When Meg pulled out the envelope, Sylvia frowned.

“Albert said you were making this offer. He didn’t tell me the details, but he said I’d be pleased.”

“You won’t be.”

Sylvia blinked. “I beg your pardon?”

“Your son is dead.” Meg felt the prick of tears at the back of her eyes. “Anything that happens from this point forward isn’t going to change that. No amount of money, no amount of apology, no amount of regret over what anyone should or shouldn’t have done.”

Sylvia’s eyes turned misty, and she gave a faint nod. “That’s true.”

“But this agreement. This is close to what you wanted. Maybe better. There’s a stipulation in there that Chloe gets a small stipend. It’s not much, but I wanted to make sure she got a piece of Matt’s legacy. Something that was his and will now be hers.”

“But why?—”

“Because she was his family. Even if they didn’t walk down the aisle together. That counts for something.”

Sylvia nodded. “Like you.”

“Yes.”

“I understand that.”

Meg swallowed, wondering if she should say something else. There was so much she could say—so much regret and anger and confusion she’d never given voice to.

But maybe voicing those things wasn’t the way to find closure. Maybe shutting the hell up was the best form of peace she could offer.

“I loved having you in our family, Meg,” Sylvia said at last. “For what it’s worth, I don’t hate you.”

“I don’t hate you, either.”

“That sounds like a start.”

It felt like an odd choice of words, considering they’d likely never see each other again after this. But it was a common phrase, something easier to say than acknowledging the end.

Meg turned to go.

“There’s something you don’t know about those weeks after you left,” Sylvia said.

Meg turned around. She stood rooted in place, waiting to see if Sylvia would continue or wave her away with those taunting words hanging between them in the damp, chilly air.

When Sylvia spoke again, her voice was barely a whisper.

“It all hit Matt very hard. The guilt, your leaving, the feeling that he’d disappointed everyone.

” She gripped the envelope tight in her fingers, her knuckles white as she creased the edge of it.

“I know you were hurt, Meg, and you had every right to be. But the sadness that took Matt—he went to a very dark place.”

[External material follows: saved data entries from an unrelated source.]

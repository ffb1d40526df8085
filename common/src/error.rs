//! Error types for PropLedger operations.

use rust_decimal::Decimal;
use std::fmt;
use thiserror::Error;

/// Kind of entity an error or audit record refers to.
#[derive(Debug, Clone, Copy, PartialEq, Eq, Hash, serde::Serialize, serde::Deserialize)]
#[serde(rename_all = "snake_case")]
pub enum EntityKind {
    Property,
    Order,
    Certificate,
    User,
    Wallet,
}

impl EntityKind {
    /// Stable lowercase name used in storage and logs.
    pub fn as_str(&self) -> &'static str {
        match self {
            EntityKind::Property => "property",
            EntityKind::Order => "order",
            EntityKind::Certificate => "certificate",
            EntityKind::User => "user",
            EntityKind::Wallet => "wallet",
        }
    }
}

impl fmt::Display for EntityKind {
    fn fmt(&self, f: &mut fmt::Formatter<'_>) -> fmt::Result {
        f.write_str(self.as_str())
    }
}

impl std::str::FromStr for EntityKind {
    type Err = UnknownVariant;

    fn from_str(s: &str) -> std::result::Result<Self, Self::Err> {
        match s {
            "property" => Ok(EntityKind::Property),
            "order" => Ok(EntityKind::Order),
            "certificate" => Ok(EntityKind::Certificate),
            "user" => Ok(EntityKind::User),
            "wallet" => Ok(EntityKind::Wallet),
            other => Err(UnknownVariant::new("EntityKind", other)),
        }
    }
}

/// Main error type for settlement and reconciliation operations.
#[derive(Error, Debug)]
pub enum EstateError {
    /// Referenced property, order, user or certificate does not exist.
    #[error("{entity} not found: {id}")]
    NotFound { entity: EntityKind, id: String },

    /// Token request exceeds the property's remaining supply.
    #[error("Insufficient supply: requested {requested} tokens, {remaining} remaining")]
    InsufficientSupply { requested: i64, remaining: i64 },

    /// Withdrawal exceeds the wallet's cash balance.
    #[error("Insufficient funds: requested {requested}, available {available}")]
    InsufficientFunds {
        requested: Decimal,
        available: Decimal,
    },

    /// Non-positive or otherwise unusable input quantity.
    #[error("Invalid input for {field}: {message}")]
    InvalidInput { field: String, message: String },

    /// The distributed ledger refused or never received a submission.
    #[error("Ledger submission {function} failed: {reason}")]
    LedgerSubmissionFailed { function: String, reason: String },

    /// Ledger integration is switched off; reconciliation cannot run.
    #[error("Ledger integration is disabled")]
    LedgerDisabled,

    /// A uniqueness constraint was violated.
    #[error("Conflict: {0}")]
    Conflict(String),

    /// Ledger Store failure.
    #[error("Database error: {0}")]
    Database(String),

    /// Configuration error.
    #[error("Configuration error: {0}")]
    Configuration(String),

    /// Internal error.
    #[error("Internal error: {0}")]
    Internal(String),
}

impl EstateError {
    /// Shorthand for a missing entity.
    pub fn not_found(entity: EntityKind, id: impl fmt::Display) -> Self {
        EstateError::NotFound {
            entity,
            id: id.to_string(),
        }
    }

    /// Shorthand for a rejected input quantity.
    pub fn invalid_input(field: impl Into<String>, message: impl Into<String>) -> Self {
        EstateError::InvalidInput {
            field: field.into(),
            message: message.into(),
        }
    }

    /// Check if this error is retryable by re-invoking the operation.
    pub fn is_retryable(&self) -> bool {
        matches!(
            self,
            EstateError::LedgerSubmissionFailed { .. } | EstateError::Database(_)
        )
    }

    /// Get error code for API responses and batch summaries.
    pub fn error_code(&self) -> &'static str {
        match self {
            EstateError::NotFound { .. } => "NOT_FOUND",
            EstateError::InsufficientSupply { .. } => "INSUFFICIENT_SUPPLY",
            EstateError::InsufficientFunds { .. } => "INSUFFICIENT_FUNDS",
            EstateError::InvalidInput { .. } => "INVALID_INPUT",
            EstateError::LedgerSubmissionFailed { .. } => "LEDGER_SUBMISSION_FAILED",
            EstateError::LedgerDisabled => "LEDGER_DISABLED",
            EstateError::Conflict(_) => "CONFLICT",
            EstateError::Database(_) => "DATABASE_ERROR",
            EstateError::Configuration(_) => "CONFIGURATION_ERROR",
            EstateError::Internal(_) => "INTERNAL_ERROR",
        }
    }

    /// HTTP status the API layer should answer with.
    pub fn http_status(&self) -> u16 {
        match self {
            EstateError::NotFound { .. } => 404,
            EstateError::InsufficientSupply { .. } | EstateError::InsufficientFunds { .. } => 409,
            EstateError::Conflict(_) => 409,
            EstateError::InvalidInput { .. } => 400,
            EstateError::LedgerSubmissionFailed { .. } => 502,
            EstateError::LedgerDisabled => 503,
            EstateError::Database(_)
            | EstateError::Configuration(_)
            | EstateError::Internal(_) => 500,
        }
    }
}

/// Result type alias for PropLedger operations.
pub type Result<T> = std::result::Result<T, EstateError>;

/// A stored enum value that no variant matches.
#[derive(Debug, Clone, PartialEq, Eq, Error)]
#[error("Unknown {type_name} value: {value}")]
pub struct UnknownVariant {
    pub type_name: &'static str,
    pub value: String,
}

impl UnknownVariant {
    pub fn new(type_name: &'static str, value: impl Into<String>) -> Self {
        Self {
            type_name,
            value: value.into(),
        }
    }
}

impl From<UnknownVariant> for EstateError {
    fn from(err: UnknownVariant) -> Self {
        EstateError::Database(err.to_string())
    }
}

Meg stared at her, trying to understand. “Depression, you mean?”

Sylvia gave a tight nod. “Yes.”

“I see,” Meg said, remembering Chloe’s words about Matt getting his mental health in order. Is that what she’d meant? “He always showed little signs of it,” Meg said softly. “Mood swings, anxiety, sleeping a lot. I used to suggest he see someone about it, but he refused.”

“This was worse.” Sylvia took a deep breath. “Much worse. It was terrifying. It took over completely after you left. He shut himself off from everyone except Kyle.”

“I had no idea.” A needle of guilt pierced her through the breastbone, and she ordered herself to keep breathing.

“No one knew,” Sylvia said. “That’s how Matt wanted it. He didn’t think I knew.”

“But how did you?—”

“Mothers know these things.” Sylvia pressed her lips together. “Just like I know Kyle is the reason your cookbook became a bestseller.”

“What?” Meg felt her blood run cold.

“He never said a word to me about giving the book to that actress. Do you realize that?”

She blinked, trying to make sense of what Sylvia was saying. Kyle might have betrayed her in one way, but he’d held back that crucial piece of information. He’d known his mother would use it against her, and he hadn’t said a word. Maybe it hadn’t mattered, not in the grand scheme of the lawsuit.

But somehow, it mattered to Meg.

Sylvia cleared her throat, breaking the silence that hung heavy in the air between them. “I’ll look these over with my attorney and get back to you,” she said, holding up the envelope.

“Okay,” she said softly, still reeling. She started to turn away again, pretty sure they’d said all there was to say.

“And Meg?”

She turned back to Sylvia, pulling her jacket tighter around her to guard against the crisp fall air. “Yes?”

“My son would have been lucky to have you.”